A mixed rush of feelings started after that. I’ve only won NaNo once: back in November 2012 when I first got involved with it. It was a great feeling back then: I hit 50k on November 30th, just before dinner, and I happily skipped downstairs to brag to my mom while she boiled a pot of spaghetti. I was so excited and relieved and just utterly proud of myself for hitting this 50k mark. I did it. I proved that I could do it.
Since then, I’ve never won NaNo again. I came close that next July during Camp, writing a total of 48k words, but I’ve been disappointed in myself every NaNo event for the last four years. I did end up finishing that July 2013 novel in the off-season, and that just made everything worse. Here I was, having written a book, and I couldn’t get past 15k words in any NaNo event. Some months in the last four years, I haven’t even tried, worried that I was going to fail before I even began.
But I made it this month. I did it. I hit the goal that I set out to hit, and 6 days early too.
On one hand, I’m incredibly proud of myself. I’m out of this slump I was in, and I’m even more confident going into July this year. This month was one of the busiest months I’ve ever had in my life too, but I still found ways to carve out time for this world and these characters I invented (albeit at the sacrifice of sleep some nights). But there’s another part of me that was disappointed upon hitting that goal. I won, sure, but only with 30k. The NaNo goal is usually 50k, and I felt like I couldn’t say I truly won if I didn’t hit that number.
Thankfully, I’ve got some wonderfully supportive cabinmates this month, and they reminded me what really matters: NaNo is about writing a story, and allowing yourself the time to write a novel when so many other people keep putting it off.
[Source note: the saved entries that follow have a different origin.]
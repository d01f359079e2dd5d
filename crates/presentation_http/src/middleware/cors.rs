//! CORS middleware
//!
//! The policy is fixed at start-up. Preflight requests are answered with
//! `204 No Content` before any other layer runs; every other response gets
//! the same CORS headers appended.

use std::{
    collections::HashSet,
    future::Future,
    pin::Pin,
    sync::Arc,
    task::{Context, Poll},
};

use axum::{
    body::Body,
    extract::Request,
    http::{
        HeaderMap, HeaderValue, Method, StatusCode,
        header::{
            ACCESS_CONTROL_ALLOW_CREDENTIALS, ACCESS_CONTROL_ALLOW_HEADERS,
            ACCESS_CONTROL_ALLOW_METHODS, ACCESS_CONTROL_ALLOW_ORIGIN, ACCESS_CONTROL_MAX_AGE,
            ORIGIN, VARY,
        },
    },
    response::Response,
};
use tower::{Layer, Service};

/// Front-end origins accepted in every environment
pub const DEFAULT_ALLOWED_ORIGINS: [&str; 4] = [
    "http://localhost:5173",
    "http://localhost:3000",
    "http://127.0.0.1:5173",
    "http://127.0.0.1:3000",
];

const ALLOW_METHODS: &str = "GET, POST, PUT, PATCH, DELETE, OPTIONS";
const ALLOW_HEADERS: &str = "Content-Type, Authorization, X-API-Key";
const MAX_AGE_SECS: &str = "86400";

/// Which origins may call the API
#[derive(Debug, Clone, PartialEq, Eq)]
pub struct CorsPolicy {
    origins: HashSet<String>,
    allow_any: bool,
}

impl CorsPolicy {
    /// Default origins plus `extra`; `allow_any` echoes every origin back
    pub fn new<I, O>(extra: I, allow_any: bool) -> Self
    where
        I: IntoIterator<Item = O>,
        O: Into<String>,
    {
        let mut origins: HashSet<String> = DEFAULT_ALLOWED_ORIGINS
            .iter()
            .map(|o| (*o).to_string())
            .collect();
        origins.extend(
            extra
                .into_iter()
                .map(|o| {
                    let o: String = o.into();
                    o.trim().trim_end_matches('/').to_string()
                })
                .filter(|o| !o.is_empty()),
        );
        Self { origins, allow_any }
    }

    pub fn is_allowed(&self, origin: &str) -> bool {
        self.allow_any || self.origins.contains(origin)
    }

    /// Add the CORS headers for a request from `origin`
    pub fn apply(&self, origin: Option<&HeaderValue>, headers: &mut HeaderMap) {
        if let Some(origin) = origin.filter(|o| o.to_str().is_ok_and(|o| self.is_allowed(o))) {
            headers.insert(ACCESS_CONTROL_ALLOW_ORIGIN, origin.clone());
        }
        headers.insert(
            ACCESS_CONTROL_ALLOW_METHODS,
            HeaderValue::from_static(ALLOW_METHODS),
        );
        headers.insert(
            ACCESS_CONTROL_ALLOW_HEADERS,
            HeaderValue::from_static(ALLOW_HEADERS),
        );
        headers.insert(
            ACCESS_CONTROL_ALLOW_CREDENTIALS,
            HeaderValue::from_static("true"),
        );
        headers.insert(ACCESS_CONTROL_MAX_AGE, HeaderValue::from_static(MAX_AGE_SECS));
        headers.append(VARY, HeaderValue::from_static("Origin"));
    }

    /// Empty `204` answer to a preflight request
    pub fn preflight(&self, origin: Option<&HeaderValue>) -> Response {
        let mut response = Response::new(Body::empty());
        *response.status_mut() = StatusCode::NO_CONTENT;
        self.apply(origin, response.headers_mut());
        response
    }
}

/// Layer applying a [`CorsPolicy`]
#[derive(Debug, Clone)]
pub struct CorsLayer {
    policy: Arc<CorsPolicy>,
}

impl CorsLayer {
    pub fn new(policy: CorsPolicy) -> Self {
        Self {
            policy: Arc::new(policy),
        }
    }
}

impl<S> Layer<S> for CorsLayer {
    type Service = Cors<S>;

    fn layer(&self, inner: S) -> Self::Service {
        Cors {
            inner,
            policy: Arc::clone(&self.policy),
        }
    }
}

/// Middleware service for CORS
#[derive(Debug, Clone)]
pub struct Cors<S> {
    inner: S,
    policy: Arc<CorsPolicy>,
}

impl<S> Service<Request> for Cors<S>
where
    S: Service<Request, Response = Response> + Clone + Send + 'static,
    S::Future: Send,
{
    type Response = Response;
    type Error = S::Error;
    type Future = Pin<Box<dyn Future<Output = Result<Self::Response, Self::Error>> + Send>>;

    fn poll_ready(&mut self, cx: &mut Context<'_>) -> Poll<Result<(), Self::Error>> {
        self.inner.poll_ready(cx)
    }

    fn call(&mut self, req: Request) -> Self::Future {
        let policy = Arc::clone(&self.policy);
        let origin = req.headers().get(ORIGIN).cloned();

        if req.method() == Method::OPTIONS {
            return Box::pin(async move { Ok(policy.preflight(origin.as_ref())) });
        }

        let mut inner = self.inner.clone();
        Box::pin(async move {
            let mut response = inner.call(req).await?;
            policy.apply(origin.as_ref(), response.headers_mut());
            Ok(response)
        })
    }
}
As long as you’ve written something, you’ve still won. You have more words than you had at the beginning of the month, and that’s a success for any aspiring novelist.
50k is arbitrary anyway. Everyone’s schedule is different, but if you’ve made time for your story when you otherwise wouldn’t, that’s all that really matters, especially for an event like Camp NaNo, which, at the heart of it all is about setting your own pace and achievable goals.
So that disappointment has dissipated by now, and I’m just basking in the glory of doing what I said I was going to do. I’m still working on my novel of course: 30k has barely gotten me into the beginning of my story. But that’s okay. As I get more involved with my plot and my characters, I’m even more motivated to finish this story. Things are falling into place, and my characters are becoming even more alive than they were at the beginning of this journey. I’ve got to finish this novel now; I owe it to them.
There’s 5 days of NaNo left (who knows, maybe I can hit 50k after all…), and I encourage everyone to keep writing, because I most definitely will be. And when Camp is over, write beyond that too. Whether you hit your word count goal or not this month, you’re here to write and to finish your story, no matter how long that takes. Use any success you found this month as motivation that you can in fact write a novel and create characters and a livable setting. You’re a writer, gosh darn it.
And like my supportive cabinmates have done for me, I’m here to cheer on anyone who’s trying.